Now, after four years of building a startup in Seattle, I've extrapolated this perspective beyond a single company to an entire ecosystem: how do you shape the innovation culture across a city?
If tools shape the culture of a company, then startups shape the culture of a community.
Seattle’s competitive advantage
Sitting on stage with Ben Gilbert at the inaugural Seattle Startup Summit, we reflected on the region's unique position.
As we covered in our fireside chat, Seattle has such a strong concentration of talent. We have robust experience building at scale for large companies, and are highly motivated to build some really, really cool things from scratch.
Seattle has an extraordinary competitive advantage. We're home to two trillion-dollar companies, Microsoft and Amazon, and host significant offices for nearly every major tech player.
As Ben highlighted, "despite the fact that this room looks large, there's still like one one-hundredth the number of companies in the Bay Area and maybe one one-hundredth the local capital." This disparity in the number of startups exists in Seattle despite housing hundreds of thousands of engineers.
All that to say, Seattle’s talent pool often feels unnoticed and underappreciated. It feels like a “quiet talent.”
The activity that goes on behind the scenes
What struck me most while walking the expo floor was how many incredible companies I had no idea existed - and even more surprising, how many I didn't realize were based right here in Seattle.

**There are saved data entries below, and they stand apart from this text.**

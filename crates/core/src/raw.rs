//! Raw snapshot boundary: the untrusted wire payload, with the three bulk
//! sequences hoisted into shared vectors so the reconciler can compare them
//! by identity.

use std::sync::Arc;

use serde_json::{Map, Value};

use crate::{MapId, MapItem};

/// A loosely-typed snapshot as delivered by the bridge.
///
/// `None` on a sequence field covers absent, null and wrong-typed alike; the
/// reconciler falls back to the last accepted reference in all three cases,
/// which is what lets the sender omit unchanged bulk arrays. Everything else
/// stays in `body` and is normalized field by field at reconcile time.
#[derive(Debug, Clone)]
pub struct RawSnapshot {
    pub items: Option<Arc<Vec<MapItem>>>,
    pub todo_ids: Option<Arc<Vec<MapId>>>,
    pub done_ids: Option<Arc<Vec<MapId>>>,
    /// Remaining wire fields, untrusted. Always a JSON object.
    pub body: Value,
}

impl RawSnapshot {
    /// Decode a wire payload. Returns `None` when the payload is not an
    /// object; callers treat that as a complete no-op. The bulk arrays are
    /// copied out of the payload exactly once, here.
    pub fn from_value(raw: &Value) -> Option<Self> {
        let obj = raw.as_object()?;
        let items = obj
            .get("beatmapItems")
            .and_then(Value::as_array)
            .map(|a| Arc::new(a.clone()));
        let todo_ids = obj
            .get("todoIds")
            .and_then(Value::as_array)
            .map(|a| Arc::new(id_seq(a)));
        let done_ids = obj
            .get("doneIds")
            .and_then(Value::as_array)
            .map(|a| Arc::new(id_seq(a)));
        let mut body = Map::with_capacity(obj.len());
        for (k, v) in obj {
            if !matches!(k.as_str(), "beatmapItems" | "todoIds" | "doneIds") {
                body.insert(k.clone(), v.clone());
            }
        }
        Some(Self { items, todo_ids, done_ids, body: Value::Object(body) })
    }

    pub fn field(&self, key: &str) -> Option<&Value> {
        self.body.get(key)
    }

    /// Sender intent flag; absent or wrong-typed reads as "changed".
    pub fn items_changed(&self) -> bool {
        self.field("itemsChanged").and_then(Value::as_bool).unwrap_or(true)
    }
}

/// Identifier sequences arrive as arrays of strings; non-string elements
/// are dropped.
pub fn id_seq(arr: &[Value]) -> Vec<MapId> {
    arr.iter().filter_map(Value::as_str).map(str::to_owned).collect()
}

/// Numeric coercion for filter bounds: a JSON number, or a string that
/// parses as one. NaN and infinities are rejected.
pub fn coerce_f64(v: Option<&Value>) -> Option<f64> {
    match v {
        Some(Value::Number(n)) => n.as_f64().filter(|f| f.is_finite()),
        Some(Value::String(s)) => s.trim().parse::<f64>().ok().filter(|f| f.is_finite()),
        _ => None,
    }
}

/// String coercion: anything that is not a JSON string reads as empty.
pub fn coerce_string(v: Option<&Value>) -> String {
    v.and_then(Value::as_str).unwrap_or_default().to_owned()
}
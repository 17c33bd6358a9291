//! Static fallback catalog.
//!
//! Served whenever the suggestion provider is unconfigured, unreachable,
//! rate-limited, or returns garbage. Initialized once at first use and
//! shared by read-only reference; safe for unsynchronized concurrent reads.

use std::collections::HashMap;

use once_cell::sync::Lazy;

use pulselog_core::{Exercise, WorkoutType};

fn entry(name: &str, description: &str, equipment: &str) -> Exercise {
    Exercise {
        name: name.to_string(),
        description: description.to_string(),
        equipment: equipment.to_string(),
        difficulty: None,
        muscle: None,
    }
}

static FALLBACKS: Lazy<HashMap<WorkoutType, Vec<Exercise>>> = Lazy::new(|| {
    HashMap::from([
        (
            WorkoutType::Cardio,
            vec![
                entry(
                    "Running",
                    "Excellent cardiovascular exercise that builds endurance and burns calories",
                    "Running shoes",
                ),
                entry(
                    "Jump Rope",
                    "High-intensity cardio workout that improves coordination and burns fat quickly",
                    "Jump rope",
                ),
                entry(
                    "Cycling",
                    "Low-impact cardio exercise suitable for all fitness levels, great for leg strength",
                    "Bicycle or stationary bike",
                ),
            ],
        ),
        (
            WorkoutType::Strength,
            vec![
                entry(
                    "Push-ups",
                    "Classic bodyweight exercise targeting chest, shoulders, and triceps. Great for upper body strength",
                    "None (bodyweight)",
                ),
                entry(
                    "Squats",
                    "Fundamental lower body exercise that builds leg strength, targets quads, glutes, and hamstrings",
                    "None (can add weights)",
                ),
                entry(
                    "Deadlifts",
                    "Compound exercise that works entire posterior chain, excellent for building overall strength",
                    "Barbell or dumbbells",
                ),
            ],
        ),
        (
            WorkoutType::Flexibility,
            vec![
                entry(
                    "Hamstring Stretch",
                    "Stretches the back of your thighs, important for lower back health and mobility",
                    "Yoga mat (optional)",
                ),
                entry(
                    "Cat-Cow Stretch",
                    "Dynamic spine stretch that improves flexibility and relieves back tension",
                    "Yoga mat",
                ),
                entry(
                    "Shoulder Rolls",
                    "Loosens tight shoulders and improves upper body mobility and posture",
                    "None",
                ),
            ],
        ),
        (
            WorkoutType::Balance,
            vec![
                entry(
                    "Single Leg Stand",
                    "Improves balance and ankle stability, great for injury prevention",
                    "None",
                ),
                entry(
                    "Tree Pose",
                    "Yoga balance pose that strengthens legs and improves focus and stability",
                    "Yoga mat (optional)",
                ),
                entry(
                    "Bosu Ball Exercises",
                    "Various balance exercises that challenge core stability and coordination",
                    "Bosu ball",
                ),
            ],
        ),
        (
            WorkoutType::Sport,
            vec![
                entry(
                    "Basketball Drills",
                    "Improves agility, coordination, and cardiovascular fitness through sport-specific movements",
                    "Basketball and court",
                ),
                entry(
                    "Tennis Practice",
                    "Develops hand-eye coordination, speed, and endurance through racket sports",
                    "Tennis racket and court",
                ),
                entry(
                    "Swimming Laps",
                    "Full-body workout that builds endurance while being easy on joints",
                    "Swimming pool and goggles",
                ),
            ],
        ),
        (
            WorkoutType::Other,
            vec![
                entry(
                    "Walking",
                    "Simple low-impact exercise perfect for beginners or active recovery days",
                    "Comfortable shoes",
                ),
                entry(
                    "Yoga Flow",
                    "Combines strength, flexibility, and mindfulness in one complete practice",
                    "Yoga mat",
                ),
                entry(
                    "Dancing",
                    "Fun way to improve cardiovascular fitness, coordination, and mood",
                    "Music and open space",
                ),
            ],
        ),
    ])
});

/// Curated fallback entries for a workout type. Every type has an entry;
/// anything missing resolves to the cardio set.
pub fn fallback_exercises(workout_type: WorkoutType) -> &'static [Exercise] {
    FALLBACKS
        .get(&workout_type)
        .or_else(|| FALLBACKS.get(&WorkoutType::Cardio))
        .map(Vec::as_slice)
        .unwrap_or(&[])
}

#[cfg(test)]
mod tests {
    use super::*;

    #[test]
    fn test_every_type_has_at_most_three_entries() {
        for workout_type in WorkoutType::ALL {
            let entries = fallback_exercises(workout_type);
            assert!(!entries.is_empty());
            assert!(entries.len() <= 3);
        }
    }

    #[test]
    fn test_entries_are_deterministic_and_order_preserving() {
        let first = fallback_exercises(WorkoutType::Flexibility);
        let second = fallback_exercises(WorkoutType::Flexibility);
        assert_eq!(first, second);
        assert_eq!(first[0].name, "Hamstring Stretch");
        assert_eq!(first[2].name, "Shoulder Rolls");
    }

    #[test]
    fn test_catalog_entries_leave_provider_fields_unset() {
        for exercise in fallback_exercises(WorkoutType::Strength) {
            assert!(exercise.difficulty.is_none());
            assert!(exercise.muscle.is_none());
        }
    }
}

From AI model deployment startups like OpenPipe to developer tools like Spice AI, these companies are building the tools that will shape the next generation of software development. Many are founded by veterans of our tech giants who understand deeply what developers need.
The Summit represented something we've been missing in Seattle - a tool to scale our culture. At Statsig, we've hosted smaller gatherings, but nothing on this scale. This was one of the largest tech startup events in Seattle's history, bringing together over 600 attendees and showcasing dozens of companies operating in relative isolation from each other.
We need more ways to build connections among startups and those looking to make the leap from Big Tech. Whether that be online or offline forums, more (virtual) doors being opened can lead to more cohesion.
Startups shape culture
At Statsig, we're doubling down on our commitment to the Seattle ecosystem. We're investing in more community events, opening our office for meetups, and creating programs specifically for startups to use our tools.
The Seattle tech community doesn't need to imitate Silicon Valley. We have our own strengths. What we do need is to make the invisible visible. To create more moments where the community can see itself, connect, and grow stronger together.
Seattle doesn't lack technical talent or innovative ideas. What we've missed are the regular touchpoints that transform a collection of companies into a true ecosystem.
Let's build on this momentum together.